The Navy League of New York originally proposed that the official celebration of Navy Day be Oct. 27 in honor of the birthday of President Theodore Roosevelt, who was a navy enthusiast, promoter of maritime power and former Deputy Secretary of the Navy. Although not a national holiday, Navy Day was designed to give public recognition to naval service. In 1923 (the first year of Navy Day), more than 50 major cities participated, and the US Navy sent several ships to various port cities for the occasion. Shipyards, depots, ships and stations held open days for the public. During World War II, Navy activities were not open to the public, but after the war ended, Navy Day 1945 was a massive celebration, with President Harry S. Truman receiving the US fleet from back to New York Harbor.
As a result of the consolidation of the military services of the Department of Defense, Armed Forces Day was established in August 1949 to be celebrated on the third Saturday in May to honor Americans serving in each of the military branches. It was intended to replace the separate Army, Navy, Air Force, Marine Corps and Coast Guard Days. Navy Day was officially observed for the last time in 1949.
This special temporary exhibition contains many fascinating objects from the last days of the Navy. Most naval activities that the public could participate in included a printed brochure which usually contained a welcome message from the commander, a history of the activity, and a calendar of events. Brochures were usually created as part of the activity. On smaller vessels, this can result in a single mimeographed sheet bent as needed. On large ships and onshore activities, the brochure might look more like a glossy magazine.
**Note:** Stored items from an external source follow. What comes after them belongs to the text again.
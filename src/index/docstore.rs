use serde::{Deserialize, Serialize};
use std::collections::BTreeMap;
use uuid::Uuid;

use crate::error::{RagindexError, Result};
use crate::ingest::Chunk;

/// Chunks keyed by the identifier assigned to their vector
///
/// `index_to_docstore_id[i]` is the id of the chunk whose vector sits at
/// position `i` of the flat index.
#[derive(Debug, Clone, Default, PartialEq, Serialize, Deserialize)]
pub struct DocStore {
    index_to_docstore_id: Vec<String>,
    documents: BTreeMap<String, Chunk>,
}

impl DocStore {
    pub fn new() -> Self {
        Self::default()
    }

    /// Store a chunk under a fresh UUID v4, returning the id
    pub fn push(&mut self, chunk: Chunk) -> String {
        let id = Uuid::new_v4().to_string();
        self.index_to_docstore_id.push(id.clone());
        self.documents.insert(id.clone(), chunk);
        id
    }

    pub fn get(&self, id: &str) -> Option<&Chunk> {
        self.documents.get(id)
    }

    pub fn get_by_position(&self, position: usize) -> Option<(&str, &Chunk)> {
        let id = self.index_to_docstore_id.get(position)?;
        self.documents.get(id).map(|chunk| (id.as_str(), chunk))
    }

    pub fn len(&self) -> usize {
        self.index_to_docstore_id.len()
    }

    pub fn is_empty(&self) -> bool {
        self.index_to_docstore_id.is_empty()
    }

    /// Keep only the first `len` positions and their documents
    pub fn truncate(&mut self, len: usize) {
        if len >= self.index_to_docstore_id.len() {
            return;
        }
        for id in self.index_to_docstore_id.drain(len..) {
            self.documents.remove(&id);
        }
    }

    /// Every position maps to exactly one stored document
    pub fn validate(&self) -> Result<()> {
        if self.index_to_docstore_id.len() != self.documents.len() {
            return Err(RagindexError::Index(format!(
                "document store has {} positions but {} documents",
                self.index_to_docstore_id.len(),
                self.documents.len()
            )));
        }
        if let Some(missing) = self
            .index_to_docstore_id
            .iter()
            .find(|id| !self.documents.contains_key(id.as_str()))
        {
            return Err(RagindexError::Index(format!("document {} missing from store", missing)));
        }
        Ok(())
    }
}
impl IngestionPipeline {
    pub fn new(
        state_dir: impl Into<PathBuf>,
        tracker: ProcessedFileTracker,
        loader: DocumentLoader,
        index_manager: VectorIndexManager,
        journal: CommitJournal,
        embedder: Box<dyn Embedder>,
    ) -> Self {
        Self {
            state_dir: state_dir.into(),
            tracker,
            loader,
            index_manager,
            journal,
            embedder,
        }
    }

    /// Build every component from `config`, including the embedding client
    pub fn from_config(config: &Config) -> Result<Self> {
        let embedder = build_embedder(&config.embeddings)?;
        Ok(Self::with_embedder(config, embedder))
    }

    pub fn with_embedder(config: &Config, embedder: Box<dyn Embedder>) -> Self {
        Self::new(
            config.state_dir(),
            ProcessedFileTracker::from_config(config),
            DocumentLoader::from_config(config),
            VectorIndexManager::from_config(config),
            CommitJournal::new(config.state_dir(), config.index_name()),
            embedder,
        )
    }

    /// Run one ingestion pass.
    ///
    /// Per-file conversion failures are reported in the summary. Embedding
    /// and persistence failures abort the run; in that case nothing new is
    /// recorded as processed.
    pub async fn run(&self) -> Result<RunSummary> {
        let _lock = RunLock::acquire(&self.state_dir)?;

        let recovery = self.recover()?;
        let mut processed = self.tracker.load()?;
        log::info!("{} file(s) already processed", processed.len());

        let new_files = self.loader.discover_new(&processed)?;
        let mut summary = RunSummary {
            discovered: new_files.len(),
            recovery,
            ..RunSummary::default()
        };
        if new_files.is_empty() {
            log::info!("No new files to process in {}", self.loader.source_dir().display());
            summary.index_len = self.index_manager.persisted_lengths()?.0;
            return Ok(summary);
        }
        log::info!("Found {} new file(s)", new_files.len());

        let report = self.loader.load(&new_files);
        summary.failed = report.failed_files();
        summary.empty = report.empty_files();
        if !report.has_chunks() {
            log::warn!("No chunks produced; index and state left unchanged");
            summary.index_len = self.index_manager.persisted_lengths()?.0;
            return Ok(summary);
        }

        let ingested = report.ingested_files();
        let chunks = report.into_chunks();

        let mut index = self.index_manager.open_or_create(self.embedder.as_ref()).await?;
        let base_len = index.len();
        log::info!("Embedding {} chunk(s) with {}", chunks.len(), self.embedder.model_name());
        let added = self
            .index_manager
            .add_chunks(&mut index, chunks, self.embedder.as_ref())
            .await?;

        self.journal
            .begin(&PendingCommit::new(ingested.clone(), base_len, index.len()))?;
        self.index_manager.persist(&index)?;
        processed.extend(ingested.iter().cloned());
        self.tracker.save(&processed)?;
        self.journal.clear()?;

        summary.ingested = ingested;
        summary.chunks_added = added;
        summary.index_len = index.len();
        Ok(summary)
    }

    /// Resolve a commit left unfinished by an interrupted run.
    ///
    /// If the index on disk already holds the commit's entries the commit is
    /// completed; otherwise the index is cut back to its pre-commit length.
    pub fn recover(&self) -> Result<Option<Recovery>> {
        let Some(commit) = self.journal.pending()? else {
            return Ok(None);
        };

        let (vectors, documents) = self.index_manager.persisted_lengths()?;
        let recovery = if vectors == commit.new_len && documents == commit.new_len {
            let mut processed = self.tracker.load()?;
            processed.extend(commit.files.iter().cloned());
            self.tracker.save(&processed)?;
            log::warn!(
                "Recovered interrupted commit: marked {} file(s) processed",
                commit.files.len()
            );
            Recovery::RolledForward { files: commit.files }
        } else {
            if vectors != commit.base_len || documents != commit.base_len {
                self.index_manager.rollback_to(commit.base_len)?;
            }
            log::warn!(
                "Rolled back interrupted commit: index restored to {} entries, {} file(s) will be retried",
                commit.base_len,
                commit.files.len()
            );
            Recovery::RolledBack { files: commit.files }
        };

        self.journal.clear()?;
        Ok(Some(recovery))
    }
}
Souvenirs “gifts” of the visit were produced in the various shops of industrial-type activities. Ashtrays and pin trays were very popular because they could be stamped from small pieces of metal, and unfortunately very few of them escaped the scrap collections of WWII. Some stores that made casts created tiny anvils. Those with towers turned out mini cups, ballot boxes, and bell-shaped paperweights. Miniature torpedoes came from certain ordering stations.
Several activities produced their own souvenir medals, key chains and store labels. Cocktail forks and bottle openers have been added to the list of store-made souvenir items. There were other unusual items such as the small file with the fragment of the quarter deck of the USS Missouri. Most of these keepsakes were embossed with self-identifying text, including the name of the activity, the store, were produced and the Navy Day event. Souvenirs were generally small, easy to make for low-cost stores, but sent a lasting reminder of the home of the US Navy with visitors.